Have you ever fallen down the stairs? It’s incredibly embarrassing. You probably pretended that no one saw, blissfully unaware of the coincidental observers unsure whether to laugh or offer you a hand up. Moments later, the world will have moved on.

Not so for Joe Biden. Standards, expectations and norms are different when you’re the President of the United States, the Commander in Chief and possessor of the nuclear codes.

And so we come to the president’s mishap while climbing the stairs to Air Force One – not once, not twice, but three times did the president stumble and hit the floor.

A perfect hat trick of misdemeanours that immediately had conservative America up in arms. For this is a movement that needed little incentive to question Hillary Clinton’s health after she was seen to stumble and be assisted into a car during the presidential election in September 2016.  The Biden fall – more of an ascension to inconvenience than a stairway to heaven – has given Republicans and the Trump right all the ammunition they need to question the health of the president.

For context, it is worth remembering that Biden is the oldest person ever to become US president. As a result, his choice of vice-presidential running mate was seen to be arguably more important than ever before. No disrespect to Biden, but at 78 he is no longer sipping from the fountain of youth.

The President and his team should take comfort from the fact that presidents and stairs have often made for an embarrassing combination. In 2015, Trump nearly fell down the stairs leaving the plane after returning to Washington from a golf trip in Florida. In 1975, Gerald Ford fell on a rainy day in Austria.

Rolling his age and stair-gate together shines an opportune spotlight onto Kamala Harris, the woman who would assume office should Biden vacate it. The Vice-President has played something of a subdued role in the administration so far. And there has been no major policy announcement or speech from the President.

In the White House’s defence, their focus has been split between the Covid stimulus legislative back and forth with Capitol Hill, and approving the President’s Cabinet. Having achieved the target of 100 million Covid vaccines administered ahead of schedule, and becoming the President in more than 30 years to have all of their Cabinet secretary nominees confirmed to their posts, it has been a productive fortnight for the White House.

At some point though, the star power of the Vice President will be called upon. Recall how Harris was front and center of major Democratic rallies in Texas at the peak of the presidential election, and then Georgia during the run-off that gifted the Democrats a majority in the Senate.

For a White House and a party that priorities diversity, Joe Biden will value being able to call on the many talents and the background of his Vice-President soon.

The extent to which Biden is willing to share the stage with Harris will depend partially on the question of whether or not the president will seek a second term. No President wants to be outshone and outperformed by their deputy, but if Biden will look to smooth the pass for Harris to assume the Democratic nomination with ease, we can expect to see that process beginning after the mid-terms in 2022.

Harris better appeals to the progressive left than Biden in many respects. Only one of them can rightfully claim to be the future of the Democratic Party, and where Harris’ major strength lies, beyond personal profile, is her track record as Attorney General for California, where she showed an ability to be tough on crime.

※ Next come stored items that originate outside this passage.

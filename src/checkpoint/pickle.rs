//! A pickle interpreter covering the subset of opcodes emitted by
//! `torch.save` for state dicts.
//!
//! Tensors are not materialized here: each `_rebuild_tensor_v2` call becomes
//! a [`TensorInfo`] describing which storage record to read and how to view
//! it.
use crate::error::{Error, Result};
use std::collections::HashMap;
use tch::Kind;

#[derive(Debug, Clone, PartialEq)]
pub struct TensorInfo {
    pub storage_key: String,
    pub kind: Kind,
    pub offset: i64,
    pub shape: Vec<i64>,
    pub stride: Vec<i64>,
}

#[derive(Debug, Clone, PartialEq)]
pub enum Object {
    None,
    Bool(bool),
    Int(i64),
    Float(f64),
    Str(String),
    Bytes(Vec<u8>),
    Tuple(Vec<Object>),
    List(Vec<Object>),
    Dict(Vec<(Object, Object)>),
    Class { module: String, name: String },
    PersistentLoad(Box<Object>),
    Reduce { callable: Box<Object>, args: Box<Object> },
    Tensor(TensorInfo),
}

impl Object {
    fn as_int(&self) -> Option<i64> {
        match self {
            Self::Int(v) => Some(*v),
            Self::Bool(b) => Some(*b as i64),
            _ => None,
        }
    }

    fn int_tuple(&self) -> Option<Vec<i64>> {
        match self {
            Self::Tuple(vs) | Self::List(vs) => vs.iter().map(Self::as_int).collect(),
            _ => None,
        }
    }
}

fn err<T>(msg: impl Into<String>) -> Result<T> {
    Err(Error::Checkpoint(msg.into()))
}

fn storage_kind(name: &str) -> Option<Kind> {
    let kind = match name {
        "FloatStorage" => Kind::Float,
        "HalfStorage" => Kind::Half,
        "BFloat16Storage" => Kind::BFloat16,
        "DoubleStorage" => Kind::Double,
        "LongStorage" => Kind::Int64,
        "IntStorage" => Kind::Int,
        "ShortStorage" => Kind::Int16,
        "CharStorage" => Kind::Int8,
        "ByteStorage" => Kind::Uint8,
        "BoolStorage" => Kind::Bool,
        _ => return None,
    };
    Some(kind)
}

// ('storage', torch.FloatStorage, key, location, numel)
fn rebuild_tensor(args: Vec<Object>) -> Result<Object> {
    let mut args = args.into_iter();
    let (storage, offset, shape, stride) = match (args.next(), args.next(), args.next(), args.next())
    {
        (Some(storage), Some(offset), Some(shape), Some(stride)) => (storage, offset, shape, stride),
        _ => return err("_rebuild_tensor_v2 expects at least four arguments"),
    };
    let pid = match storage {
        Object::PersistentLoad(pid) => *pid,
        other => return err(format!("unexpected tensor storage {other:?}")),
    };
    let (kind, storage_key) = match pid {
        Object::Tuple(pid) => match pid.as_slice() {
            [Object::Str(tag), Object::Class { name, .. }, Object::Str(key), ..] if tag == "storage" => {
                match storage_kind(name) {
                    Some(kind) => (kind, key.clone()),
                    None => return err(format!("unsupported storage type {name}")),
                }
            }
            _ => return err(format!("unexpected persistent id {pid:?}")),
        },
        other => return err(format!("unexpected persistent id {other:?}")),
    };
    let offset = offset.as_int().ok_or_else(|| Error::Checkpoint("bad storage offset".into()))?;
    let shape = shape.int_tuple().ok_or_else(|| Error::Checkpoint("bad tensor shape".into()))?;
    let stride = stride.int_tuple().ok_or_else(|| Error::Checkpoint("bad tensor stride".into()))?;
    Ok(Object::Tensor(TensorInfo { storage_key, kind, offset, shape, stride }))
}

fn reduce(callable: Object, args: Object) -> Result<Object> {
    if let (Object::Class { module, name }, Object::Tuple(args)) = (&callable, &args) {
        match (module.as_str(), name.as_str()) {
            ("collections", "OrderedDict") => return Ok(Object::Dict(vec![])),
            ("torch._utils", "_rebuild_tensor_v2") => return rebuild_tensor(args.clone()),
            ("torch._utils", "_rebuild_parameter") => match args.first() {
                Some(data) => return Ok(data.clone()),
                None => return err("_rebuild_parameter without data"),
            },
            _ => {}
        }
    }
    Ok(Object::Reduce { callable: Box::new(callable), args: Box::new(args) })
}

struct Stack<'a> {
    data: &'a [u8],
    pos: usize,
    stack: Vec<Object>,
    marks: Vec<usize>,
    memo: HashMap<u32, Object>,
}

impl<'a> Stack<'a> {
    fn read(&mut self, n: usize) -> Result<&'a [u8]> {
        if self.pos + n > self.data.len() {
            return err("unexpected end of pickle data");
        }
        let bytes = &self.data[self.pos..self.pos + n];
        self.pos += n;
        Ok(bytes)
    }

    fn u8(&mut self) -> Result<u8> {
        Ok(self.read(1)?[0])
    }

    fn u16(&mut self) -> Result<u16> {
        let b = self.read(2)?;
        Ok(u16::from_le_bytes([b[0], b[1]]))
    }

    fn u32(&mut self) -> Result<u32> {
        let b = self.read(4)?;
        Ok(u32::from_le_bytes([b[0], b[1], b[2], b[3]]))
    }

    fn line(&mut self) -> Result<String> {
        let rest = &self.data[self.pos..];
        match rest.iter().position(|&c| c == b'\n') {
            Some(len) => {
                let line = String::from_utf8_lossy(&rest[..len]).to_string();
                self.pos += len + 1;
                Ok(line)
            }
            None => err("unterminated line in pickle data"),
        }
    }

    fn string(&mut self, len: usize) -> Result<Object> {
        let bytes = self.read(len)?;
        match std::str::from_utf8(bytes) {
            Ok(s) => Ok(Object::Str(s.to_string())),
            Err(_) => err("invalid utf-8 in pickle string"),
        }
    }

    fn pop(&mut self) -> Result<Object> {
        match self.stack.pop() {
            Some(obj) => Ok(obj),
            None => err("pickle stack underflow"),
        }
    }

    fn top(&mut self) -> Result<&mut Object> {
        match self.stack.last_mut() {
            Some(obj) => Ok(obj),
            None => err("pickle stack underflow"),
        }
    }

    fn pop_mark(&mut self) -> Result<Vec<Object>> {
        let mark = match self.marks.pop() {
            Some(mark) => mark,
            None => return err("pickle mark not found"),
        };
        if mark > self.stack.len() {
            return err("pickle mark past the end of the stack");
        }
        Ok(self.stack.split_off(mark))
    }

    fn memoize(&mut self, idx: u32) -> Result<()> {
        let obj = self.top()?.clone();
        self.memo.insert(idx, obj);
        Ok(())
    }

    fn memo_get(&mut self, idx: u32) -> Result<()> {
        match self.memo.get(&idx) {
            Some(obj) => {
                let obj = obj.clone();
                self.stack.push(obj);
                Ok(())
            }
            None => err(format!("pickle memo {idx} not found")),
        }
    }

    fn set_items(&mut self, items: Vec<Object>) -> Result<()> {
        if items.len() % 2 != 0 {
            return err("odd number of dict items");
        }
        match self.top()? {
            Object::Dict(entries) => {
                let mut items = items.into_iter();
                while let (Some(k), Some(v)) = (items.next(), items.next()) {
                    entries.push((k, v));
                }
                Ok(())
            }
            other => err(format!("SETITEMS on {other:?}")),
        }
    }

    fn append(&mut self, items: Vec<Object>) -> Result<()> {
        match self.top()? {
            Object::List(list) => {
                list.extend(items);
                Ok(())
            }
            other => err(format!("APPENDS on {other:?}")),
        }
    }

    /// Runs a single opcode, returns false on STOP.
    fn step(&mut self) -> Result<bool> {
        let op = self.u8()?;
        match op {
            0x80 => {
                // PROTO
                self.u8()?;
            }
            0x95 => {
                // FRAME
                self.read(8)?;
            }
            b'.' => return Ok(false),
            b'(' => self.marks.push(self.stack.len()),
            b'N' => self.stack.push(Object::None),
            0x88 => self.stack.push(Object::Bool(true)),
            0x89 => self.stack.push(Object::Bool(false)),
            b'J' => {
                let v = self.u32()? as i32;
                self.stack.push(Object::Int(v as i64))
            }
            b'K' => {
                let v = self.u8()?;
                self.stack.push(Object::Int(v as i64))
            }
            b'M' => {
                let v = self.u16()?;
                self.stack.push(Object::Int(v as i64))
            }
            0x8a => {
                // LONG1
                let len = self.u8()? as usize;
                let bytes = self.read(len)?;
                if len > 8 {
                    return err("LONG1 value does not fit in 64 bits");
                }
                let mut buf = [0u8; 8];
                buf[..len].copy_from_slice(bytes);
                if len > 0 && bytes[len - 1] & 0x80 != 0 {
                    buf[len..].iter_mut().for_each(|b| *b = 0xff);
                }
                self.stack.push(Object::Int(i64::from_le_bytes(buf)))
            }
            b'G' => {
                let b = self.read(8)?;
                let mut buf = [0u8; 8];
                buf.copy_from_slice(b);
                self.stack.push(Object::Float(f64::from_be_bytes(buf)))
            }
            b'X' => {
                let len = self.u32()? as usize;
                let s = self.string(len)?;
                self.stack.push(s)
            }
            0x8c => {
                // SHORT_BINUNICODE
                let len = self.u8()? as usize;
                let s = self.string(len)?;
                self.stack.push(s)
            }
            b'U' => {
                let len = self.u8()? as usize;
                let s = self.string(len)?;
                self.stack.push(s)
            }
            b'T' => {
                let len = self.u32()? as usize;
                let s = self.string(len)?;
                self.stack.push(s)
            }
            b'C' => {
                let len = self.u8()? as usize;
                let bytes = self.read(len)?.to_vec();
                self.stack.push(Object::Bytes(bytes))
            }
            b'B' => {
                let len = self.u32()? as usize;
                let bytes = self.read(len)?.to_vec();
                self.stack.push(Object::Bytes(bytes))
            }
            b'c' => {
                let module = self.line()?;
                let name = self.line()?;
                self.stack.push(Object::Class { module, name })
            }
            0x93 => {
                // STACK_GLOBAL
                let name = self.pop()?;
                let module = self.pop()?;
                match (module, name) {
                    (Object::Str(module), Object::Str(name)) => {
                        self.stack.push(Object::Class { module, name })
                    }
                    _ => return err("STACK_GLOBAL expects two strings"),
                }
            }
            b')' => self.stack.push(Object::Tuple(vec![])),
            b']' => self.stack.push(Object::List(vec![])),
            b'}' => self.stack.push(Object::Dict(vec![])),
            b't' => {
                let items = self.pop_mark()?;
                self.stack.push(Object::Tuple(items))
            }
            b'l' => {
                let items = self.pop_mark()?;
                self.stack.push(Object::List(items))
            }
            0x85 => {
                let a = self.pop()?;
                self.stack.push(Object::Tuple(vec![a]))
            }
            0x86 => {
                let b = self.pop()?;
                let a = self.pop()?;
                self.stack.push(Object::Tuple(vec![a, b]))
            }
            0x87 => {
                let c = self.pop()?;
                let b = self.pop()?;
                let a = self.pop()?;
                self.stack.push(Object::Tuple(vec![a, b, c]))
            }
            b'q' => {
                let idx = self.u8()? as u32;
                self.memoize(idx)?
            }
            b'r' => {
                let idx = self.u32()?;
                self.memoize(idx)?
            }
            0x94 => {
                // MEMOIZE
                let idx = self.memo.len() as u32;
                self.memoize(idx)?
            }
            b'h' => {
                let idx = self.u8()? as u32;
                self.memo_get(idx)?
            }
            b'j' => {
                let idx = self.u32()?;
                self.memo_get(idx)?
            }
            b's' => {
                let v = self.pop()?;
                let k = self.pop()?;
                self.set_items(vec![k, v])?
            }
            b'u' => {
                let items = self.pop_mark()?;
                self.set_items(items)?
            }
            b'a' => {
                let v = self.pop()?;
                self.append(vec![v])?
            }
            b'e' => {
                let items = self.pop_mark()?;
                self.append(items)?
            }
            b'Q' => {
                let pid = self.pop()?;
                self.stack.push(Object::PersistentLoad(Box::new(pid)))
            }
            b'R' => {
                let args = self.pop()?;
                let callable = self.pop()?;
                let obj = reduce(callable, args)?;
                self.stack.push(obj)
            }
            0x81 => {
                // NEWOBJ
                let args = self.pop()?;
                let cls = self.pop()?;
                let obj = reduce(cls, args)?;
                self.stack.push(obj)
            }
            b'b' => {
                // BUILD, the state of the objects found in state dicts is not
                // needed.
                self.pop()?;
            }
            op => return err(format!("unsupported pickle opcode 0x{op:02x}")),
        }
        Ok(true)
    }
}

/// Evaluates a pickle stream and returns the resulting object.
pub fn parse(data: &[u8]) -> Result<Object> {
    let mut stack = Stack { data, pos: 0, stack: vec![], marks: vec![], memo: HashMap::new() };
    while stack.step()? {}
    stack.pop()
}

/// Flattens a state dict into `(name, tensor)` pairs. Checkpoints that wrap
/// their weights in a `state_dict` entry are unwrapped first.
pub fn tensor_infos(obj: Object) -> Result<Vec<(String, TensorInfo)>> {
    let mut entries = match obj {
        Object::Dict(entries) => entries,
        other => return err(format!("expected a dict at the checkpoint root, got {other:?}")),
    };
    let nested = entries.iter().position(|(k, v)| {
        matches!((k, v), (Object::Str(k), Object::Dict(_)) if k == "state_dict")
    });
    if let Some(idx) = nested {
        let (_, state_dict) = entries.swap_remove(idx);
        return tensor_infos(state_dict);
    }
    let mut tensors = Vec::with_capacity(entries.len());
    for (k, v) in entries {
        match (k, v) {
            (Object::Str(name), Object::Tensor(info)) => tensors.push((name, info)),
            (k, _) => log::debug!("skipping non-tensor checkpoint entry {k:?}"),
        }
    }
    Ok(tensors)
}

America is once again in the midst of mass shootings and violence; such frequent occurrences that we have become almost numb to their regularity. With Trump the overwhelming favourite to win the Republican nomination for the 2024 presidential election, Harris will need that record to call on.

The 45th president will of course try to paint the Democrats as being soft on crime, and in the pocket of Antifa and ‘Black Lives Matter’ protestors. Republicans will resume hard-hitting “defund the police” adverts in swing states across America.

The 2022 midterm elections represent a tough electoral map for the Democrats. It will also be a critical juncture in Joe Biden’s presidency. Assuming that he can weather the worst of the Covid storm, and get vaccines into the arms of Americans, it may be that leading the country into a booming economic recovery is the crowning glory he seeks before handing over to Kamala Harris. A drubbing in the midterms might make that decision for him.

America remains politically polarised almost beyond comprehension. If you already doubted Biden’s mental acuteness, the video of him thrice falling on the stairs has fuelled the most extreme of internet conspiracy theories. With a talented, youthful and energetic vice president waiting in the wings, Biden can ill afford another slip up.